After celebrating its international premiere at the 2019 Fantastic Fest, Daily Dead caught up with Homewrecker director Zach Gayne and one of the film’s co-stars, Precious Chong, to discuss their collaborative process on creating Homewrecker along with Alex Essoe, who also served as a co-writer and co-star on the psychologically driven dramatic thriller. The duo also chatted about creating female characters who have layers to them, and why they didn’t want to make yet another movie about two women caught up in a catfight.
Congratulations on the film, you two. It's so fun to see this back and forth between Alex and Precious’ characters, where you're just sort of trying to figure out who is going to get the upper hand, and who's going to do this or that. I know this is something that all three of you collaborated on a creative level, in terms of the script and the characters. Can you talk about coming together on Homewrecker and what was the genesis for this project in particular?
Zach Gayne: I'll start by saying that Alex and I have been friends for a long time. We made short films together when we both lived in Vancouver, when I was in film school and she was taking acting classes and such. The idea actually goes as far back as back then. So, the concept had been simmering from that point. Then, Precious and I started working together a couple of years ago and a friend of mine reminded me that this project existed. I was like, "Oh my God, I now know two people who can knock these characters out of the park and I just cannot wait to get them in the same room."
Precious Chong: Alex and I had met through Zach and had wanted to create something together and this seemed like the perfect sort of thing to do.
Zach Gayne: So, Alex was there when the story originated way back when and then time just caught up with us all. We all collaborated together, and that's when it really came alive.
So, what I think is really interesting about this movie is that there are layers to these women, where they're not just black and white characters. How conscientious were you about that, making sure that that these weren't just “You're right, you're wrong” type of characters, because there there's some validity on both sides of their conflicts here.
Precious Chong: It was very important to me that we love Linda. Linda is sort of our villain, but I relate to Linda a lot. It's like all the things that I'm grappling with rolled into one with Linda: ageism, getting older, being a woman, feeling dismissed, expectations of what your life is supposed to look like, all of those things. So, I think maybe that's where maybe the layers come in, and I think that's the strength of having female writers involved in it, is that it doesn't become this idea of, "Oh, she's just a crazy old hag lady" either.

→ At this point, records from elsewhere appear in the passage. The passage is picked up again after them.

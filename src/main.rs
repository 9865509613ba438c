//! Isotope Boat — a search engine and solver for a grid puzzle where a boat
//! must reach a goal cell while minimising accumulated radiation exposure,
//! rearranging mobile obstacles (alligators, turtles) as it goes.
//!
//! ## CLI overview
//!
//! Run with no subcommand to enter the interactive shell (`solve`,
//! `algorithm`, `heuristic`, `help`, `exit`). Run `solve <in> <out>` directly
//! for a one-shot, non-interactive solve.

use clap::Parser;
use clap::Subcommand;

use crate::solver::{Algorithm, Heuristic, Solver};

pub(crate) mod board_state;
pub(crate) mod cli;
pub(crate) mod cost;
pub(crate) mod entities;
pub(crate) mod error;
pub(crate) mod geometry;
pub(crate) mod priority_queue;
pub(crate) mod puzzle_io;
pub(crate) mod search;
pub(crate) mod solver;
pub(crate) mod stats;

#[derive(Parser)]
#[command(about = "Search engine and solver for the Isotope Boat grid puzzle")]
struct Args {
    #[command(subcommand)]
    command: Option<Commands>,
}

#[derive(Subcommand)]
enum Commands {
    /// Solve a single puzzle file and write the result, without entering the shell
    Solve {
        input: String,
        output: String,
        #[arg(long, default_value = "grbfgs")]
        algorithm: String,
        #[arg(long, default_value = "smart")]
        heuristic: String,
        #[arg(long, default_value_t = 0)]
        seed: u64,
    },
}

fn init_tracing() {
    tracing_subscriber::fmt()
        .with_env_filter(tracing_subscriber::EnvFilter::from_default_env())
        .init();
}

fn run_one_shot(input: String, output: String, algorithm: String, heuristic: String, seed: u64) -> std::process::ExitCode {
    let Some(algorithm) = Algorithm::from_name(&algorithm) else {
        eprintln!("unknown algorithm: {algorithm}");
        return std::process::ExitCode::FAILURE;
    };
    let Some(heuristic) = Heuristic::from_name(&heuristic) else {
        eprintln!("unknown heuristic: {heuristic}");
        return std::process::ExitCode::FAILURE;
    };

    let initial = match puzzle_io::read_puzzle(&input) {
        Ok(state) => state,
        Err(e) => {
            eprintln!("error: {e}");
            return std::process::ExitCode::FAILURE;
        }
    };

    let solver = Solver::new(algorithm, heuristic, seed);
    match solver.run(initial) {
        Ok(report) => {
            if let Err(e) = puzzle_io::write_solution(&output, &report) {
                eprintln!("error writing {output}: {e}");
                return std::process::ExitCode::FAILURE;
            }
            stats::print_run_stats(&report);
            stats::print_board_snapshot(&report.final_state);
            std::process::ExitCode::SUCCESS
        }
        Err(e) => {
            eprintln!("error: {e}");
            std::process::ExitCode::FAILURE
        }
    }
}

fn main() -> std::process::ExitCode {
    init_tracing();
    let args = Args::parse();

    match args.command {
        Some(Commands::Solve {
            input,
            output,
            algorithm,
            heuristic,
            seed,
        }) => run_one_shot(input, output, algorithm, heuristic, seed),
        None => {
            let stdin = std::io::stdin();
            let stdout = std::io::stdout();
            cli::Shell::default().run(stdin.lock(), stdout.lock());
            std::process::ExitCode::SUCCESS
        }
    }
}
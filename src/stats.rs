//! Presentation: a `comfy-table` rendering of one solve's statistics and the
//! final board snapshot. The batch/percentile comparison this module used to
//! render is dropped along with concurrent multi-puzzle solving.

use comfy_table::{Attribute, Cell, CellAlignment, ContentArrangement, Table, modifiers, presets};

use crate::board_state::BoardState;
use crate::solver::SolveReport;

fn new_base_table() -> Table {
    let mut t = Table::new();
    t.load_preset(presets::UTF8_FULL_CONDENSED);
    t.apply_modifier(modifiers::UTF8_ROUND_CORNERS);
    t.set_content_arrangement(ContentArrangement::Dynamic);
    t
}

fn add_value_row(t: &mut Table, metric: &str, value: impl std::fmt::Display) {
    t.add_row([
        Cell::new(metric).add_attribute(Attribute::Bold),
        Cell::new(value.to_string()).set_alignment(CellAlignment::Right),
    ]);
}

/// Print the stats table for one completed solve: elapsed time, path cost,
/// action count, and nodes expanded.
pub fn print_run_stats(report: &SolveReport) {
    let mut table = new_base_table();
    table.set_header(["Metric", "Value"]);

    add_value_row(&mut table, "Time (µs)", report.elapsed_us);
    add_value_row(&mut table, "Path cost", report.path_cost);
    add_value_row(&mut table, "Actions", report.action_count());
    add_value_row(&mut table, "Nodes expanded", report.nodes_expanded);

    println!("\nRun statistics\n\n{table}");
}

/// Print a labelled snapshot of a board state: dimensions, entity counts,
/// and the boat/goal positions, as a small two-column table.
pub fn print_board_snapshot(state: &BoardState) {
    let mut table = new_base_table();
    table.set_header(["Field", "Value"]);

    add_value_row(&mut table, "Board", &state.board);
    add_value_row(
        &mut table,
        "Alligators / Turtles / Trees",
        format!("{} / {} / {}", state.alligators.len(), state.turtles.len(), state.trees.len()),
    );
    add_value_row(&mut table, "Boat", format!("{} {}", state.boat.pose.anchor, state.boat.pose.dir.as_char()));
    add_value_row(&mut table, "Goal", state.goal.pos);

    println!("\nFinal board\n\n{table}");
}
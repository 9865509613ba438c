//! The crate's error taxonomy.
//!
//! Four variants, matching the four ways a solve attempt can fail to
//! produce the success output in [`crate::solver`]: a malformed puzzle
//! file, a syntactically valid but semantically inconsistent one, a puzzle
//! the search engine exhausts without finding a goal, and a broken internal
//! invariant (a bug, not a user-facing condition).

use thiserror::Error;

#[derive(Debug, Error)]
pub enum GameError {
    #[error("malformed puzzle input: {0}")]
    InputMalformed(String),

    #[error("inconsistent puzzle input: {0}")]
    InputInconsistent(String),

    #[error("no solution found within the search limit")]
    Unsolvable,

    #[error("internal invariant violated: {0}")]
    InternalInvariant(String),

    #[error(transparent)]
    Io(#[from] std::io::Error),
}

pub type Result<T> = std::result::Result<T, GameError>;

/// Log `message` at error level as an `InternalInvariant`, then panic. Every
/// call site reaches this from a branch that can only execute on programmer
/// error (e.g. `board_state::apply_action` dispatching an `Action` its own
/// `neighbors()` would never produce), so unwinding is always the right
/// response — the `tracing::error!` just leaves a trace of what was
/// violated before the process goes down.
macro_rules! bail_internal {
    ($($arg:tt)*) => {{
        let msg = format!($($arg)*);
        let err = crate::error::GameError::InternalInvariant(msg);
        tracing::error!("{err}");
        panic!("{err}");
    }};
}

pub(crate) use bail_internal;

Zach Gayne: Ultimately, was our way of exploring these women who have been hurt, who are just trying to figure it out together but can't quite connect. They would be capable of totally getting along, if only they had met under less sketchy circumstances.
Precious Chong: Alex was really brought so much depth and layers to her character too, and you understand her politeness and her insecurities. I think her performance also has an element of truth to it, where women her age not really being sure of themselves and being overly identified with their relationships. I think that helps to give it layers rather than just being about two women cat fighting.
Precious, for you, was it fun to, as a woman in the industry, get to stand up defiantly here and say, "Yes, this is how women are and we don't always have the answers but we're doing our best and we're figuring it out.” Because there’s a power that comes from just owning your experiences and making peace with that.
Precious Chong: Oh, it was awesome. Hell yeah. Especially being an actor where you’re now in your 40s, and it becomes all about making Hallmark movies, and you feel like you’ve been sidelined in that way. That's crazy to me. So, to have this opportunity to create a voice that's full and angry and a little nuts at time, but in a relatable way, was very much a joy for me.
Zach Gayne: I am someone who loves late-in-life Joan Crawford films, but I didn't want to exploit her character in that way. I wanted to create a Joan Crawford-type character that people knew where she was coming from so she’s unhinged, but she’s still relatable.
I think there's an intimacy to the way that you crafted this, where it almost feels like a theatrical play in some ways? Was that something you recognized at all during production?
Zach Gayne: Well, my go to response for that is simply that, I think back to when I first had the assignment of making a feature length story out of this concept, where I thought, "What if the audience thought they were watching like a Richard Linklater film for the first 25 minutes or something like that?" So, it came to me that I wanted to make something where it's just about two people really talking about the things that are going on in their lives with a layer of truth to them, before everything gets thrown right out the window. So, maybe I wasn't thinking about it theatrically, but it was more about watching two people communicating back and forth, which is rare.
Precious Chong: Yes. There's one, the scene where we play the board game, and that's a long scene. I was worried if it was going to sustain on film, because it’s not particularly exciting; it’s just a bunch of dialogue between Alex and myself. But as an actor, we love that kind of stuff, and that’s what excited me about this project.